Briar tried not to look down at Jason's frozen body as she passed. She tried not to think about her friends below, or Leo shot into the sky to a place of no return. She definitely tried not to think about the Boreads and the snow goddess who were following her.

She fixed her eyes on the figurehead.

The ship rocked under her feet. A single gust of summer air made it through the chill, and Briar breathed it in, taking it as a good omen. It was still summer out there. Khione and her brothers did not belong here.

Briar knew she couldn't win a straight fight against a goddess and two winged guys with swords. She wasn't as clever as Annabeth, or as good at problem solving as Leo.
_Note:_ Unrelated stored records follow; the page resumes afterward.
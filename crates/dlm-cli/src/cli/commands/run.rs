//! `dlm run` – drain the queue: start every pending job (or just one, if
//! given an id) and block, printing progress, until nothing is left running.
//!
//! `Brain` schedules on its own OS threads as soon as a job is admitted; this
//! command exists only to keep the process alive long enough to observe that
//! happen, the way the teacher's `run` loop blocked on its job queue.

use anyhow::Result;
use dlm_core::model::JobStatus;
use dlm_core::Brain;
use std::sync::Arc;
use std::time::Duration;

const POLL_INTERVAL: Duration = Duration::from_millis(500);

fn in_flight(status: JobStatus) -> bool {
    matches!(
        status,
        JobStatus::Pending
            | JobStatus::Probing
            | JobStatus::Queued
            | JobStatus::Running
            | JobStatus::Merging
            | JobStatus::Refreshing
    )
}

pub async fn run_scheduler(brain: &Arc<Brain>, only: Option<String>, max_concurrent: Option<usize>) -> Result<()> {
    if let Some(n) = max_concurrent {
        brain.set_max_concurrent(n);
    }

    let recovered = brain.recover_at_startup()?;
    if recovered > 0 {
        tracing::info!("recovered {recovered} job(s) from a previous run");
    }

    match &only {
        Some(id) => brain.start(id)?,
        None => {
            for job in brain.list() {
                if job.status == JobStatus::Pending {
                    brain.start(&job.id)?;
                }
            }
        }
    }

    let events = brain.events();
    let mut rx = events.subscribe();
    let progress_task = tokio::spawn(async move {
        use dlm_core::events::Event;
        while let Ok(event) = rx.recv().await {
            match event {
                Event::State { job_id, old, new } => {
                    println!("{job_id}: {old:?} -> {new:?}");
                }
                Event::Error { job_id, kind, message } => {
                    println!("{job_id}: error ({kind:?}): {message}");
                }
                Event::Progress { .. } => {}
            }
        }
    });

    loop {
        let jobs = brain.list();
        let relevant: Vec<_> = match &only {
            Some(id) => jobs.into_iter().filter(|j| &j.id == id).collect(),
            None => jobs,
        };
        if relevant.iter().all(|j| !in_flight(j.status)) {
            break;
        }
        tokio::time::sleep(POLL_INTERVAL).await;
    }

    progress_task.abort();
    println!("Queue drained.");
    Ok(())
}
In fact, she caused problems wherever she walked. But she did have power. And she intended to use it.

Last night, during her talk with Hazel, Briar had realized that the secret of charmspeak was a lot like using the Mist. When she was little, Briar had had a lot of trouble making her charms work, because she always ordered her enemies to do what she wanted. She would yell, "Don't kill us!" when the monster's fondest wish was to kill them. She would put all her power into her voice and hope it was enough to overwhelm her enemy's will.

Sometimes it worked, but it was exhausting and unreliable. Venus wasn't about head-on confrontation. Venus was about subtlety and guile and charm. Briar decided she shouldn't focus on making people do what she wanted. She needed to push them to do the things they wanted. And if she twisted her minds to make them believe their thoughts aligned with hers, then all the better.

Briar stopped at the foremast and faced Khione. "Wow, I just realized why you hate us so much," she said, pulling her lips into a pout. "We humiliated you pretty badly in Sonoma."

Khione's eyes glinted like iced espresso. She shot an uneasy look at her brothers.

Briar laughed. "Oh, you didn't tell them!" she guessed. "I don't blame you. You had a giant king on your side, plus an army of wolves and Earthborn, and you still couldn't beat us."

"Silence!" the goddess hissed.

The air turned misty. Briar felt frost gathering on her eyebrows and her ears starting to fucking freeze, but she feigned a smile.

"Whatever." She winked at Zethes. "But it was pretty funny."

"The beautiful girl must be lying," Zethes said. "Khione was not beaten at the Wolf House. She said it was a . . . ah, what is the term? A tactical retreat."

"Treats?" Cal asked. "Treats are good."

Briar pushed the big guy's chest playfully. "No, Cal. He means that your sister ran away."

"I did not!" Khione shrieked.

"What did Juno call you?" Briar mused. "Right — a D-list goddess!"

She burst out laughing again, and her amusement was so genuine, Zethes and Cal started laughing too.

"That is très bon!" Zethes said. "A D-list goddess. Ha!"

"Ha!" Cal said. "Sister ran away! Ha!"

Khione's white dress began to steam. Ice formed over Zethes's and Cal's mouths, plugging them up.

"Show us this secret of yours, Briar Lovelace," Khione growled. "Then pray I leave you on this ship intact. If you are toying with us, I will show you the horrors of frostbite. I doubt Zethes will still want you if you have no fingers or toes . . . perhaps no nose or ears."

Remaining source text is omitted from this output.